Task details:
For this exercise, reproduce the entries below exactly, but only from the line containing "output.push_str(BOLD_OPEN);" through the line containing "protected: &[(SpanKind, Range<usize>)])", both included.

Supplied material:
————————
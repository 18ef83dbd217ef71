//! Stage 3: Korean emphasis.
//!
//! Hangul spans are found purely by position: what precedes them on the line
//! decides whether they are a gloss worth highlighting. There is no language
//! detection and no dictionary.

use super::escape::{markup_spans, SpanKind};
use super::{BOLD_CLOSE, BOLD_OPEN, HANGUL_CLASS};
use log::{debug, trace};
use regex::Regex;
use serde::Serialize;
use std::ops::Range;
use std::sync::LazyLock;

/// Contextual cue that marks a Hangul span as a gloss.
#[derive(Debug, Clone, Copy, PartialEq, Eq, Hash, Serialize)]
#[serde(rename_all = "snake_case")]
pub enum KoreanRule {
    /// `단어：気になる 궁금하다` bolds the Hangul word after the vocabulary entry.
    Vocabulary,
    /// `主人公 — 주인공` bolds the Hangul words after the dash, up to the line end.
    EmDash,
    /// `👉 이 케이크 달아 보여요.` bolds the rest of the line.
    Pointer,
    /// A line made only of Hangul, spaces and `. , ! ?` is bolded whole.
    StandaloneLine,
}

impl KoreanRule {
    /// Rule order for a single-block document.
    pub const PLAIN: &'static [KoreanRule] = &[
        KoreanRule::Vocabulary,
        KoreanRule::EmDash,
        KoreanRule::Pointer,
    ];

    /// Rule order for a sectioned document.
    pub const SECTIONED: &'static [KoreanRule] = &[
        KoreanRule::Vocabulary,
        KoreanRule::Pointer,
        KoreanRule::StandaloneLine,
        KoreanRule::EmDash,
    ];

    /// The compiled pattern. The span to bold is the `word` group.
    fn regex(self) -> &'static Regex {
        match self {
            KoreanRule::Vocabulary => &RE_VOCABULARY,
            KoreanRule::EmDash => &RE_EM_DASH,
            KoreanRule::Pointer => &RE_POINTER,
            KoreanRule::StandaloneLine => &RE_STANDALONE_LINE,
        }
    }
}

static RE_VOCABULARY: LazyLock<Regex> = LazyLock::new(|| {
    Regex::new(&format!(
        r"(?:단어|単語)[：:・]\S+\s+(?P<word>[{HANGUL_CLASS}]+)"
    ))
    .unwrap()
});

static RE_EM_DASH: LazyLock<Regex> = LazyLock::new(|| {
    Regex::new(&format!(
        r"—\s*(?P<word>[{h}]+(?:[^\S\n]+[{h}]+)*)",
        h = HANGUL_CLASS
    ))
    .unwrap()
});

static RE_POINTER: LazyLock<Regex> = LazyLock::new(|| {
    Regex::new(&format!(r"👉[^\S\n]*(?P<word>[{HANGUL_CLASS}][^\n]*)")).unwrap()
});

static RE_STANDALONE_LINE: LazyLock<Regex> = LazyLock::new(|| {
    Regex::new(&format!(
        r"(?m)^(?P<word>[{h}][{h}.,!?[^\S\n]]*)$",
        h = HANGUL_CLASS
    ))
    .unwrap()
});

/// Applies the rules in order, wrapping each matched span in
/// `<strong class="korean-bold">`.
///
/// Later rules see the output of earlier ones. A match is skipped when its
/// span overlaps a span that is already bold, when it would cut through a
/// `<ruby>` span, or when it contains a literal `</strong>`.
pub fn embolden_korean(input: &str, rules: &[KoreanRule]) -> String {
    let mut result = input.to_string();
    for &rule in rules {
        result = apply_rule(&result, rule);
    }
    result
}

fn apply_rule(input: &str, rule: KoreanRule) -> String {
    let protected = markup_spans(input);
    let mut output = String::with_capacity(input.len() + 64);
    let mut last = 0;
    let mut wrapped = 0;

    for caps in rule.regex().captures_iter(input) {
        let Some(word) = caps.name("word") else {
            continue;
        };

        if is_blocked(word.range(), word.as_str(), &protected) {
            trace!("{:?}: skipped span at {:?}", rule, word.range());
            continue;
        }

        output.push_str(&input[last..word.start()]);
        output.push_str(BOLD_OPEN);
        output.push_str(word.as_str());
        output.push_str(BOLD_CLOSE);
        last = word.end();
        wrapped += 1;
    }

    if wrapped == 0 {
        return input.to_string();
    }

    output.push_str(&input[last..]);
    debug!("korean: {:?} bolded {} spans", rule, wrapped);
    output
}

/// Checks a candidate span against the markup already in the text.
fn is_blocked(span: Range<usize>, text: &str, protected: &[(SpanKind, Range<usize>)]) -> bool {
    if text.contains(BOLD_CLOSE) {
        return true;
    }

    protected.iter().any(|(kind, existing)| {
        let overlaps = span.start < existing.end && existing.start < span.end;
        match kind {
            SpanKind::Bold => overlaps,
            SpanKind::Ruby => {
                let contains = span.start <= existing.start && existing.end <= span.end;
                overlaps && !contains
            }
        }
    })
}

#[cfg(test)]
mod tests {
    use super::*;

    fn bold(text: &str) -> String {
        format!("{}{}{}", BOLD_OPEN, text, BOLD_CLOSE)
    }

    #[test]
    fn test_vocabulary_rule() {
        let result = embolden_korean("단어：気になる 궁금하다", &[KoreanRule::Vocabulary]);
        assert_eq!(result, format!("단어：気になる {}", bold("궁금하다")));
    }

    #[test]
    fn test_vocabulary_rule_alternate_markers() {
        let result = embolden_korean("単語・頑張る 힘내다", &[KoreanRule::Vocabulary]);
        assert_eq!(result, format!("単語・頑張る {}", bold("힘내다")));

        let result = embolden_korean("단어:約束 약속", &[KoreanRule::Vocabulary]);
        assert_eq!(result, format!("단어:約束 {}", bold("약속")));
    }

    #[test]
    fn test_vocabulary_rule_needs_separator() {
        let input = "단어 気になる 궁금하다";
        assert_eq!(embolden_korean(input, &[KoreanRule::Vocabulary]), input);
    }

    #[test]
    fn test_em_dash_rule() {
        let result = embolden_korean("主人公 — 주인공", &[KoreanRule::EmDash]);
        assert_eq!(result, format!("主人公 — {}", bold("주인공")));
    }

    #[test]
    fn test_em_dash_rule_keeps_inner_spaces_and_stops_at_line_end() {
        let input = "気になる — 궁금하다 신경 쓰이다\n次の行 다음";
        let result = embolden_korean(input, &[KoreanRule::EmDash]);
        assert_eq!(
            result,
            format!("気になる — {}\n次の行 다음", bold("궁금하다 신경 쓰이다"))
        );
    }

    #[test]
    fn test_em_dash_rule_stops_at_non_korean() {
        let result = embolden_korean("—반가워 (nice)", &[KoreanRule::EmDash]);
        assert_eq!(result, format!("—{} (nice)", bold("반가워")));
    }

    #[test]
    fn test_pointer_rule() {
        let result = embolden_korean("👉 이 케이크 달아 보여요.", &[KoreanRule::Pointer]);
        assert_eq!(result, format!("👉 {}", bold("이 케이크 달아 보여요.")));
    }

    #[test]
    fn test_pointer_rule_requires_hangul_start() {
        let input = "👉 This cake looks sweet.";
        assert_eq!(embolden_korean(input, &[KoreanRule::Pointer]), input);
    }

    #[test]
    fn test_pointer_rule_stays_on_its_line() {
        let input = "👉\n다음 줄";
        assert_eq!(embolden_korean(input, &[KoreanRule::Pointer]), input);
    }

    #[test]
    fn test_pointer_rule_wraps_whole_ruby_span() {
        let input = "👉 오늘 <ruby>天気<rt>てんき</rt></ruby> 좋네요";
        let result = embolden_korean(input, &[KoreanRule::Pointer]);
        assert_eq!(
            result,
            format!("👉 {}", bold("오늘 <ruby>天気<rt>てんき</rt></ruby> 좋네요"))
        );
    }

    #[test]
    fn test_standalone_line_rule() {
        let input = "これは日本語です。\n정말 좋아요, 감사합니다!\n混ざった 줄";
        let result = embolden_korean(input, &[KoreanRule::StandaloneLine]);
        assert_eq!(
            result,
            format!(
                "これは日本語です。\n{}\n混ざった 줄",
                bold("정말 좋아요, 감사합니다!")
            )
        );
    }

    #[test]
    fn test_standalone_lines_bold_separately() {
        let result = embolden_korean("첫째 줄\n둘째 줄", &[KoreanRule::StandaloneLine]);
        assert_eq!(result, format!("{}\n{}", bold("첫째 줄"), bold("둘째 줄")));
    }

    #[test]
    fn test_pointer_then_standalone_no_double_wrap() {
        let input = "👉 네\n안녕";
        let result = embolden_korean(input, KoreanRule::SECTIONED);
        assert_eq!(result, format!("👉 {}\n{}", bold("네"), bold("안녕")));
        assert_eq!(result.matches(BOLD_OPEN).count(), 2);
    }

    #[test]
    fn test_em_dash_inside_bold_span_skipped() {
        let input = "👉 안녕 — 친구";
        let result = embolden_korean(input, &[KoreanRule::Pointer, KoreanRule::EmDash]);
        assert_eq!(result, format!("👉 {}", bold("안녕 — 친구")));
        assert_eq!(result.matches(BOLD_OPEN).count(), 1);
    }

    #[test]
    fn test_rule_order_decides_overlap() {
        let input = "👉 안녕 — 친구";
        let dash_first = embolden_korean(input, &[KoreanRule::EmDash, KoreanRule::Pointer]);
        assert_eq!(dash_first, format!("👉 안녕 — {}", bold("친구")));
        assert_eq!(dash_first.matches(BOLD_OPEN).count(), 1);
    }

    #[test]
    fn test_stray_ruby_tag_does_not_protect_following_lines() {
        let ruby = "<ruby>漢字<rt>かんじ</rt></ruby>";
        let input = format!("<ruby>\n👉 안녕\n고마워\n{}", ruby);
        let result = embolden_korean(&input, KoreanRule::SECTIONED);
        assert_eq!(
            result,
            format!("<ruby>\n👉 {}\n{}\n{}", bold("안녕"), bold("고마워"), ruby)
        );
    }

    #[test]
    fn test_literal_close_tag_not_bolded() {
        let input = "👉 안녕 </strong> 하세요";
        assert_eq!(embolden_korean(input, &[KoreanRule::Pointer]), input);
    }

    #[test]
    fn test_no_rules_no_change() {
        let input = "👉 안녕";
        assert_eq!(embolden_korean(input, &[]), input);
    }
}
————————
Output for this task:
        output.push_str(BOLD_OPEN);
        output.push_str(word.as_str());
        output.push_str(BOLD_CLOSE);
        last = word.end();
        wrapped += 1;
    }

    if wrapped == 0 {
        return input.to_string();
    }

    output.push_str(&input[last..]);
    debug!("korean: {:?} bolded {} spans", rule, wrapped);
    output
}

/// Checks a candidate span against the markup already in the text.
fn is_blocked(span: Range<usize>, text: &str, protected: &[(SpanKind, Range<usize>)]) -> bool {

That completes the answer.